» EXERCISE GOAL
Read through the listing below and return only the lines containing "trimmed".

» INPUT DATA
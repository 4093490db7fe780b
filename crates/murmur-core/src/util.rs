//! Shared utility functions used across multiple modules.

use std::time::Duration;

/// Overall deadline for one REST request, response body included.
pub const HTTP_TIMEOUT: Duration = Duration::from_secs(15);

/// Normalize optional text by trimming whitespace and removing empties.
///
/// Returns `None` when the input is `None` or the trimmed value is empty.
pub fn normalize_text_option(value: Option<String>) -> Option<String> {
    let value = value?;
    let value = value.trim();
    if value.is_empty() {
        None
    } else {
        Some(value.to_string())
    }
}

/// Check if a string starts with `http://` or `https://`.
pub fn is_http_url(value: &str) -> bool {
    value.starts_with("http://") || value.starts_with("https://")
}

/// Check if a string starts with `ws://` or `wss://`.
pub fn is_ws_url(value: &str) -> bool {
    value.starts_with("ws://") || value.starts_with("wss://")
}

/// Truncate text to at most 180 characters for error messages.
pub fn compact_text(value: &str) -> String {
    value.trim().chars().take(180).collect()
}

/// Render a failed HTTP response as `"<message> (<status>)"`.
///
/// Looks for `detail`, `message` or `error` fields first, then for the first
/// field-level validation message, and finally falls back to the raw body.
pub fn parse_api_error(status: reqwest::StatusCode, body: &str) -> String {
    let code = status.as_u16();
    if let Ok(serde_json::Value::Object(fields)) = serde_json::from_str(body) {
        let named = ["detail", "message", "error"]
            .iter()
            .find_map(|key| fields.get(*key).and_then(first_text));
        if let Some(message) = named.or_else(|| fields.values().find_map(first_text)) {
            return format!("{} ({code})", message.trim());
        }
    }

    let trimmed = compact_text(body);
    if trimmed.is_empty() {
        format!("HTTP {code}")
    } else {
        format!("{trimmed} ({code})")
    }
}

fn first_text(value: &serde_json::Value) -> Option<String> {
    match value {
        serde_json::Value::String(text) => Some(text.clone()),
        serde_json::Value::Array(items) => items.iter().find_map(first_text),
        _ => None,
    }
}

/// Current Unix timestamp in seconds.
pub fn unix_timestamp_now() -> i64 {
    chrono::Utc::now().timestamp()
}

» TASK OUTPUT
/// Returns `None` when the input is `None` or the trimmed value is empty.
    let trimmed = compact_text(body);
    if trimmed.is_empty() {
        format!("{trimmed} ({code})")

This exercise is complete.